Monday, August 27, 2012

Jejak-jejak Kassian Cephas


Suatu saat di Lodji Ketjil Wetan (“Cephas Street”), derap langkah kaki kuda mengiringi seseorang yang terlahir mempunyai talenta sebagai penggambar realitas, ia hadir di mana fotografi menjadi sebuah fenomena tersendiri. Kehidupan dan hari-harinya berbeda dengan pribumi kebanyakan, ia adalah seorang juru kamera, pembeda inilah yang membuat “jalan Cephas” ikut mewarnai sejarah fotografi Indonesia.

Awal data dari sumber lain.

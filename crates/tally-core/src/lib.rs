//! # tally-core: Pure Business Logic for Tally
//!
//! This crate is the **heart** of the inventory ledger and order pricing
//! engine. It contains the business rules as pure functions with zero I/O
//! dependencies.
//!
//! ## Architecture Position
//! ```text
//! ┌─────────────────────────────────────────────────────────────────────────┐
//! │                          Tally Architecture                             │
//! │                                                                         │
//! │  ┌─────────────────────────────────────────────────────────────────┐   │
//! │  │           Order workflows (purchase / sales order forms)        │   │
//! │  │      price order ──► persist order ──► complete ──► stock       │   │
//! │  └─────────────────────────────┬───────────────────────────────────┘   │
//! │                                │                                        │
//! │  ┌─────────────────────────────▼───────────────────────────────────┐   │
//! │  │               ★ tally-core (THIS CRATE) ★                       │   │
//! │  │                                                                 │   │
//! │  │   ┌───────────┐  ┌───────────┐  ┌───────────┐  ┌───────────┐  │   │
//! │  │   │   types   │  │   money   │  │  pricing  │  │   stock   │  │   │
//! │  │   │ OrderLine │  │   Money   │  │ Subtotal  │  │ IN / OUT  │  │   │
//! │  │   │ Movement  │  │ Rounding  │  │ VAT, fees │  │ Avg. cost │  │   │
//! │  │   └───────────┘  └───────────┘  └───────────┘  └───────────┘  │   │
//! │  │                                                                 │   │
//! │  │   NO I/O • NO DATABASE • NO LOCKS • PURE FUNCTIONS              │   │
//! │  └─────────────────────────────────────────────────────────────────┘   │
//! │                                │                                        │
//! │  ┌─────────────────────────────▼───────────────────────────────────┐   │
//! │  │                 tally-db (Inventory Ledger)                     │   │
//! │  │     optimistic concurrency, atomic commits, SQLite / memory     │   │
//! │  └─────────────────────────────────────────────────────────────────┘   │
//! └─────────────────────────────────────────────────────────────────────────┘
//! ```
//!
//! ## Modules
//!
//! - [`types`] - Domain types (order lines, totals, products, movements)
//! - [`money`] - Decimal money type with a single, explicit rounding step
//! - [`error`] - Domain error types
//! - [`validation`] - Business rule validation
//! - [`pricing`] - Order pricing calculator
//! - [`stock`] - Stock movement rules, weighted-average cost, replay
//!
//! ## Design Principles
//!
//! 1. **Pure Functions**: Every function is deterministic - same input = same output
//! 2. **No I/O**: Database, network, file system access is FORBIDDEN here
//! 3. **Decimal Money**: No floating point anywhere near a monetary value
//! 4. **Fail Fast**: Negative intermediates are errors, never clamped to zero
//!
//! ## Example Usage
//!
//! ```rust
//! use rust_decimal::Decimal;
//! use tally_core::pricing;
//! use tally_core::{DiscountKind, Money, OrderKind, OrderLineInput, Percentage, PricingRequest};
//!
//! let request = PricingRequest {
//!     kind: OrderKind::Purchase,
//!     lines: vec![OrderLineInput::new(Decimal::from(2), Money::from_minor(10000, 2))],
//!     discount_kind: DiscountKind::Percent,
//!     discount_value: Decimal::from(10),
//!     vat_rate: Percentage::from_decimal(Decimal::from(10)),
//!     other_fee: Money::zero(),
//! };
//!
//! let priced = pricing::calculate(&request).unwrap();
//! assert_eq!(priced.totals.final_amount, Money::from_minor(19800, 2));
//! ```

// =============================================================================
// Module Declarations
// =============================================================================

pub mod error;
pub mod money;
pub mod pricing;
pub mod stock;
pub mod types;
pub mod validation;

// =============================================================================
// Re-exports for Convenience
// =============================================================================
// These allow users to do `use tally_core::Money` instead of
// `use tally_core::money::Money`

pub use error::{CoreError, CoreResult, ReplayError, ValidationError};
pub use money::Money;
pub use pricing::PricingCalculator;
pub use types::*;

// =============================================================================
// Crate-Level Constants
// =============================================================================

/// Decimal places of the currency's minor unit (cents for most currencies).
///
/// Order totals are rounded to this scale exactly once, when the priced
/// order is produced. Deployments with other currencies pass their own
/// scale to [`PricingCalculator::new`].
pub const DEFAULT_CURRENCY_SCALE: u32 = 2;

/// Decimal places kept for the weighted-average unit cost of a product.
pub const COST_SCALE: u32 = 4;

/// Maximum length of product codes and document references.
pub const MAX_CODE_LENGTH: usize = 64;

Kassian Cephas (1845-1912), ia
menggambarkan Ngayogyakarta
dan sekitarnya termasuk Prambanan dan Borobudur sedemikian nyata, hitam putihnya Hindia Belanda saat itu membayangi Kraton Yogyakarta sebagai sebuah kerajaan yang berdaulat. Cephas adalah fotografer resmi Kraton Yogyakarta pada masa pemerintahan Sultan Hamengkubuwana VII.
     Naturalisasi menjadi pilihan Cephas, kesejajaran membuatnya diterima oleh Belanda. Lodji Ketjil menjadi saksi sejarah, bagaimana ia tinggal dan bergaul dengan orang-orang Eropa lainnya. Hukum Eropalah yang membuatnya sah dan sejajar, iapun harus menikah untuk kedua-kali (ulang) dengan istrinya. Hak istimewa yang dimiliki Cephas dan dengan kemampuan fotografinya yang saat itu masih langka dan mewah, ia hadir dalam konstelasi sejarah kebudayaan yang masih terbalut masa kolonial. Hingga akhirnya ratu Wilhelmina menganugerahkan the gold medal of Orange-Nassau.
     Lalu mengapa ia pada akhirnya memutuskan untuk tinggal di Musikanan dan mengabdikan dirinya sebagai wedana? Setelah “kepergiannya” pada 16 Desember 1912, Cephas masih menyisakan banyak misteri, rekaman visual tentang “Cephas” hadir dalam hitam-putihnya sejarah kehidupan yang penuh dengan tanda tanya.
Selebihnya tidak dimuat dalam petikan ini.